No había habido aún problemas serios ni con las fes ni con las indumentarias religiosas en las instituciones. Comenzó a haberlos. En una Francia a la cual el 68 había legado la más honda liberación femenina, las jóvenes musulmanas comenzaron a presentarse con velo en los Liceos. Y los jóvenes a exigir profesores sólo varones. La enseñanza pública es la República. Ningún signo religioso puede anteponerse al principio republicano que exige que, desde el momento en que traspone la verja del Liceo, nadie es distinto de nadie. Salvo por su inteligencia. Fue un conflicto brutal. Prolongado por el enmascaramiento de las mujeres musulmanas en las calles. Y hubo que legislar una evidencia: el rostro es el ciudadano; privar a un ciudadano de su rostro en el espacio público, además de plantear problemas policiales serios, es, antes que nada, atentar contra lo que define a la República: la ciudadanía. No había izquierda ni derecha en eso. Era la República. Y punto.

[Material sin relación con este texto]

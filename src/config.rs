use std::sync::Arc;

use crate::completion::GroqClient;
use crate::constants;
use crate::geocoder::NominatimGeocoder;
use crate::router::IntentRouter;

/// Endpoints and identity used for the two outbound services.
#[derive(Debug, Clone, PartialEq, Eq)]
pub struct Settings {
    pub geocoder_url: String,
    pub user_agent: String,
    pub completion_url: String,
    pub model: String,
}

impl Default for Settings {
    fn default() -> Self {
        Self {
            geocoder_url: constants::DEFAULT_GEOCODER_URL.to_string(),
            user_agent: constants::DEFAULT_USER_AGENT.to_string(),
            completion_url: constants::DEFAULT_COMPLETION_URL.to_string(),
            model: constants::DEFAULT_MODEL.to_string(),
        }
    }
}

impl Settings {
    /// Wire the Nominatim and Groq clients into a router.
    pub fn build_router(&self) -> IntentRouter {
        let geocoder = NominatimGeocoder::new(&self.geocoder_url, &self.user_agent);
        let completion = GroqClient::new(&self.completion_url, &self.model);
        IntentRouter::new(Arc::new(geocoder), Arc::new(completion))
    }
}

Centros escolares y hospitales aplicaron, bien que mal, la norma. Pero los barrios musulmanes de las metrópolis fueron convirtiéndose en cerradas ciudades norteafricanas trasplantadas a la geografía francesa. La imposición del orden allí acabó por ser declinada por una policía que se decía impotente frente a bandas militarmente armadas. Los clérigos tomaron el control. Los atentados antijudíos se multiplicaron. Los jóvenes beurs se enrolaron, primero en Afganistán, luego en Siria, para recibir formación militar al servicio del Profeta. Y retornaron. Hoy Francia sabe tener en el interior de sus ciudades un ejército de soldados de Alá. De profesionales que matan con eficacia. Matan a su enemigo: la libertad republicana. Asesinar a Charlie Hebdo era asesinar el 68. Para volver a las cavernas.